Shortly after the Supreme Court ruled that the Trump administration can end the 2020 census, a text message went out to field supervisors in Northern California telling them to start collecting the iPhones their census takers use for gathering household information during their door-knocking.
It was the fifth time in two months that they were given a new end date — this one Thursday — for the head count of everyone living in the U.S.
The Supreme Court decision Tuesday was just the latest case of whiplash for the census, which has faced starts and stops from the pandemic, natural disasters and court rulings, as well as confusion over when it was going to end and questions over whether minorities, immigrants, poor people and others would be counted accurately.
Minority groups have historically been undercounted in the once-a-decade census that determines how many congressional seats each state gets, as well as how $1.5 trillion in federal spending is distributed each year, and advocates said the two-week-shorter schedule will make that even worse.
“The Trump administration is acting out of fear. They fear a future America where we are majority minority. They don’t want to see the power shift,” Meeta Anand, a fellow at the New York Immigration Coalition, said Wednesday. “They will ignore the rules. They will do everything they can to make sure the true nature of our society is not reflected.”
The Trump administration had argued that the head count needed to end immediately to give the Census Bureau time to meet a congressionally mandated Dec. 31 deadline for completing the figures that will be used to apportion House seats.
A coalition of local governments and advocacy groups had sued to keep the census going through October, saying that minorities and others would be missed if the census ended early.
By sticking to the Dec. 31 deadline, the Trump administration would end up controlling the numbers used for the apportionment, no matter who wins next month’s presidential election.

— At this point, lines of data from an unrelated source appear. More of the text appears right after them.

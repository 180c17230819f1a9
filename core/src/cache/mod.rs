//! Versioned, expiring cache for snapshot data.
//!
//! Payloads are wrapped in a [`CacheEntry`] envelope carrying the write
//! timestamp, serialized as JSON into an injectable [`StoragePort`]. A single
//! integer schema marker gates the whole key set: when the compiled-in
//! version is ahead of the stored one, every known key is evicted before any
//! read or write. Unparseable entries are cache misses, never errors.

mod error;
mod store;

pub use error::CacheError;
pub use store::{FileStore, MemoryStore, StoragePort};

use chrono::Utc;
use serde::de::DeserializeOwned;
use serde::{Deserialize, Serialize};
use tracing::{debug, info, warn};

/// Snapshot data is trusted for five minutes after a successful fetch.
pub const SNAPSHOT_TTL_MS: i64 = 5 * 60 * 1000;

/// Bumped whenever a cached payload shape changes incompatibly.
pub const SCHEMA_VERSION: u32 = 3;

/// Durable key names. Stable across restarts; renaming one requires a
/// [`SCHEMA_VERSION`] bump.
pub mod keys {
    /// Combined-mode snapshot payload ([`ModeSnapshots`](bosswatch_types::ModeSnapshots)).
    pub const SNAPSHOTS: &str = "spawn_snapshots";
    /// Last-known snapshot as of just before the latest refresh.
    pub const SNAPSHOTS_PREVIOUS: &str = "spawn_snapshots_previous";
    /// Cached change-log feed (raw record array, no envelope).
    pub const CHANGE_LOG: &str = "change_log";
    /// Epoch-millis marker for the change-log cache's own TTL tracking.
    pub const CHANGE_LOG_FETCHED_AT: &str = "change_log_fetched_at";
    /// Integer schema marker; rewritten, not evicted, on upgrade.
    pub const SCHEMA_VERSION: &str = "schema_version";
}

/// Every data key wiped by a schema upgrade.
const EVICT_ON_UPGRADE: [&str; 4] = [
    keys::SNAPSHOTS,
    keys::SNAPSHOTS_PREVIOUS,
    keys::CHANGE_LOG,
    keys::CHANGE_LOG_FETCHED_AT,
];

const PREVIOUS_SUFFIX: &str = "_previous";

/// Sibling key holding the one retained prior generation of `key`.
pub fn previous_key(key: &str) -> String {
    format!("{key}{PREVIOUS_SUFFIX}")
}

/// Stored payload plus its write time in epoch milliseconds.
#[derive(Debug, Clone, Serialize, Deserialize)]
pub struct CacheEntry<T> {
    pub data: T,
    pub timestamp: i64,
}

impl<T> CacheEntry<T> {
    pub fn is_fresh(&self, ttl_ms: i64) -> bool {
        self.is_fresh_at(Utc::now().timestamp_millis(), ttl_ms)
    }

    /// Freshness against an explicit clock: `now - timestamp < ttl`, strict.
    pub fn is_fresh_at(&self, now_ms: i64, ttl_ms: i64) -> bool {
        now_ms - self.timestamp < ttl_ms
    }
}

/// Schema-gated cache over a [`StoragePort`]. The fetch orchestrator is the
/// sole writer; consumers read only.
#[derive(Debug)]
pub struct VersionedCache<S> {
    store: S,
}

impl<S: StoragePort> VersionedCache<S> {
    pub fn new(store: S) -> Self {
        Self { store }
    }

    pub fn store(&self) -> &S {
        &self.store
    }

    /// Wrap `data` in an envelope stamped with the current time and persist
    /// it, replacing any existing value wholesale.
    pub fn write<T: Serialize>(&self, key: &str, data: &T) {
        let entry = CacheEntry {
            data,
            timestamp: Utc::now().timestamp_millis(),
        };
        match serde_json::to_string(&entry) {
            Ok(raw) => self.store.set(key, &raw),
            Err(err) => warn!(key, %err, "failed to serialize cache entry"),
        }
    }

    /// Absent and unparseable entries are both misses.
    pub fn read<T: DeserializeOwned>(&self, key: &str) -> Option<CacheEntry<T>> {
        let raw = self.store.get(key)?;
        match serde_json::from_str(&raw) {
            Ok(entry) => Some(entry),
            Err(err) => {
                debug!(key, %err, "unparseable cache entry, treating as miss");
                None
            }
        }
    }

    /// Copy the current value at `key` to its `_previous` sibling. No-op when
    /// absent. At most one prior generation is retained.
    pub fn promote_to_previous(&self, key: &str) {
        if let Some(raw) = self.store.get(key) {
            self.store.set(&previous_key(key), &raw);
        }
    }

    /// Wipe all known keys when the stored schema marker is absent or behind
    /// `expected`, then record `expected`. Runs before any read at startup;
    /// cheap no-op when already current.
    pub fn ensure_schema_version(&self, expected: u32) {
        let stored = self
            .store
            .get(keys::SCHEMA_VERSION)
            .and_then(|raw| raw.trim().parse::<u32>().ok());

        match stored {
            Some(version) if version >= expected => {}
            stored => {
                info!(?stored, expected, "cache schema outdated, evicting all entries");
                for key in EVICT_ON_UPGRADE {
                    self.store.remove(key);
                }
                self.store.set(keys::SCHEMA_VERSION, &expected.to_string());
            }
        }
    }
}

Opponents fear the administration will depart from past practice and leave out of the count people who are in the U.S. illegally.
The nation’s highest court didn’t offer a reason for ending the census, though Justice Sonia Sotomayor said in a dissent that minorities and others “will disproportionately bear the burden of any inaccuracies.”

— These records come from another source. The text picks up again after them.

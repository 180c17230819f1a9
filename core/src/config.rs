//! Configuration persistence
//!
//! Shared config types live in bosswatch-types; this module adds loading and
//! saving through confy plus path resolution for the cache directory.

use std::path::PathBuf;

pub use bosswatch_types::AppConfig;

use crate::cache::FileStore;

/// Extension trait for AppConfig persistence
pub trait AppConfigExt {
    fn load() -> Self;
    fn save(self);
    fn resolved_cache_dir(&self) -> PathBuf;
}

impl AppConfigExt for AppConfig {
    /// Defaults apply when no config file exists or it fails to parse.
    fn load() -> Self {
        confy::load("bosswatch", "config").unwrap_or_default()
    }

    fn save(self) {
        confy::store("bosswatch", "config", self).expect("Failed to save configuration");
    }

    /// Config override when set, platform data dir otherwise.
    fn resolved_cache_dir(&self) -> PathBuf {
        match &self.cache_dir {
            Some(dir) => PathBuf::from(dir),
            None => FileStore::default_dir(),
        }
    }
}

#[cfg(test)]
mod tests {
    use super::*;

    #[test]
    fn cache_dir_override_wins() {
        let config = AppConfig {
            cache_dir: Some("/tmp/bosswatch-test".to_string()),
            ..AppConfig::default()
        };
        assert_eq!(
            config.resolved_cache_dir(),
            PathBuf::from("/tmp/bosswatch-test")
        );

        let default_config = AppConfig::default();
        assert_eq!(default_config.resolved_cache_dir(), FileStore::default_dir());
    }
}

The end date for the 2020 census has been a moving target since the pandemic temporarily halted field operations last spring.
The Census Bureau pushed an end-of-July deadline for concluding the count to the end of October because of the virus. But the Commerce Department, which oversees the agency, decided to move up the deadline to late September, then early October, and was thwarted both times by a federal judge in California.
The constantly fluctuating deadline probably affected the quality of the data gathered, since census takers were more likely to rely on administrative records or neighbors instead of making an extra visit to a household if they were under the gun to end the count, Minnesota State Demographer Susan Brower said.
Many census takers have said they hadn’t been given work since the beginning of the month, with little explanation, even though they had been planning to work through the end of October.
In recent weeks, “the census operation has been in a holding pattern,” Brower said. “They didn’t say, ‘Great! More time. Let’s go back and revisit some of those things we’ve already done.’ The attitude was more, ‘What’s done is done, and we will put our energy toward closing cases.’”
Brower said she is more concerned about whether Census Bureau statisticians can process the data accurately by Dec. 31, in less than three months, when they originally had five months to do it.
“My interpretation is it cannot be done in that amount of time,” she said..
Whether that Dec. 31 deadline holds is still being decided in the courts.
The data processing phase takes time since the statisticians must remove duplicate answers, fill in information gaps by using records and check for quality, said Thomas Saenz, president and general counsel for the Mexican American Legal Defense and Education Fund.
Losing two weeks of the count is going to be felt in New York City, where activists since the start of the month had held 100 events to get people to fill out the census form, and “every single day we were moving the numbers upward,” said Julie Menin, director of NYC Census 2020.
“We could have done so much more. Paid canvassing. Advertising. Phone banking. Texting,” Menin said. “To lose those two weeks is unconscionable.”